How many reporters does the world need producing beautifully crafted words on the latest US snowstorm (on the cover of The Daily's second issue)? Especially since there is a blizzard of snow photos and video on Facebook and YouTube. Straightforward business logic will catch up with the news industry in due course: we don't need to produce more and more of a commodity that is crashing in price. News brands need to retrench to whatever it is they do uniquely well, whether it is serving a group of loyal followers of a particular political bent, or doggedly pursuing exclusive stories.

None of this is to say that there shouldn't be innovation on the format in which news content is delivered. The creation of the tablet computer has opened up a fantastic new medium for delivering high-quality journalism, and for combining online and offline material in ways that are impossible on the traditional internet.

There is a great irony in Mr Murdoch's News Corporation creating yet another news-gathering centre in The Daily when, internally, it has been trying to grapple with the issue of redundancy. The mogul has indeed tried to grapple with the question: how many reporters do I really need reporting from the icy frontline of the US storm, or any other big story, for that matter.

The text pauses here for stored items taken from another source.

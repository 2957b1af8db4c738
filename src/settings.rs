//! Runtime settings loaded from environment variables.

use crate::auth::jwt::JwtSettings;
use crate::error::ConfigError;
use std::path::PathBuf;

/// Server settings. Every field except the JWT secret has a local-development default.
#[derive(Debug, Clone)]
pub struct Settings {
    pub database_url: String,
    pub host: String,
    pub port: u16,
    /// Directory holding the content model JSON files.
    pub content_config_path: PathBuf,
    /// Schema for users, audit log, SEO and other fixed tables.
    pub cms_schema: String,
    pub db_max_connections: u32,
    pub request_body_limit_bytes: usize,
    /// Allowed CORS origins; empty means no CORS layer.
    pub cors_origins: Vec<String>,
    pub jwt: JwtSettings,
}

impl Settings {
    /// Load settings from the process environment.
    ///
    /// | Env Var                     | Default                          |
    /// |-----------------------------|----------------------------------|
    /// | `DATABASE_URL`              | `postgres://localhost/site_cms`  |
    /// | `HOST`                      | `0.0.0.0`                        |
    /// | `PORT`                      | `3000`                           |
    /// | `CONTENT_CONFIG_PATH`       | `content`                        |
    /// | `CMS_SCHEMA`                | `cms`                            |
    /// | `DB_MAX_CONNECTIONS`        | `5`                              |
    /// | `REQUEST_BODY_LIMIT_BYTES`  | `1048576`                        |
    /// | `CORS_ORIGINS`              | (none)                           |
    /// | `JWT_SECRET`                | required                         |
    /// | `JWT_AUDIENCE`              | `authenticated`                  |
    pub fn from_env() -> Result<Self, ConfigError> {
        Self::from_lookup(|key| std::env::var(key).ok())
    }

    /// Same as [`Settings::from_env`] with an injectable lookup.
    pub fn from_lookup<F>(lookup: F) -> Result<Self, ConfigError>
    where
        F: Fn(&str) -> Option<String>,
    {
        let get = |key: &str, default: &str| lookup(key).unwrap_or_else(|| default.to_string());

        let port = parse_var("PORT", &get("PORT", "3000"))?;
        let db_max_connections = parse_var("DB_MAX_CONNECTIONS", &get("DB_MAX_CONNECTIONS", "5"))?;
        let request_body_limit_bytes =
            parse_var("REQUEST_BODY_LIMIT_BYTES", &get("REQUEST_BODY_LIMIT_BYTES", "1048576"))?;

        let cms_schema = get("CMS_SCHEMA", "cms");
        if !is_identifier(&cms_schema) {
            return Err(ConfigError::Env(format!(
                "CMS_SCHEMA must be a plain identifier, got '{}'",
                cms_schema
            )));
        }

        let cors_origins = lookup("CORS_ORIGINS")
            .unwrap_or_default()
            .split(',')
            .map(|s| s.trim().to_string())
            .filter(|s| !s.is_empty())
            .collect();

        let secret = lookup("JWT_SECRET")
            .filter(|s| !s.is_empty())
            .ok_or_else(|| ConfigError::Env("JWT_SECRET must be set".into()))?;

        Ok(Settings {
            database_url: get("DATABASE_URL", "postgres://localhost/site_cms"),
            host: get("HOST", "0.0.0.0"),
            port,
            content_config_path: PathBuf::from(get("CONTENT_CONFIG_PATH", "content")),
            cms_schema,
            db_max_connections,
            request_body_limit_bytes,
            cors_origins,
            jwt: JwtSettings {
                secret,
                audience: lookup("JWT_AUDIENCE").filter(|s| !s.is_empty()).or_else(|| Some("authenticated".into())),
            },
        })
    }

    pub fn bind_addr(&self) -> String {
        format!("{}:{}", self.host, self.port)
    }
}

fn parse_var<T: std::str::FromStr>(key: &str, raw: &str) -> Result<T, ConfigError> {
    raw.trim()
        .parse()
        .map_err(|_| ConfigError::Env(format!("{} has an invalid value: '{}'", key, raw)))
}

/// Lowercase identifier safe to splice unquoted into DDL.
pub(crate) fn is_identifier(s: &str) -> bool {
    let mut chars = s.chars();
    matches!(chars.next(), Some(c) if c.is_ascii_lowercase() || c == '_')
        && chars.all(|c| c.is_ascii_lowercase() || c.is_ascii_digit() || c == '_')
}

The company has an in-house wire service called NewsCore, which packages material from across all its news brands, whether in New York or far-flung outposts in Australia, for shared use. The frustration for those who produce NewsCore is that it has faced resistance from the individual news titles, who prefer to operate in their silos.

A little NewsCore content has appeared in The Daily, but not much – yet. A really bold move would have been to break down the barriers between News Corp's titles and serve up an iPad app using the best of the company's content, focusing less on gathering more news and more on delivering it in fun, interactive, iPad-friendly ways.

The NewsCore app: that's what Mr Murdoch should have launched this week.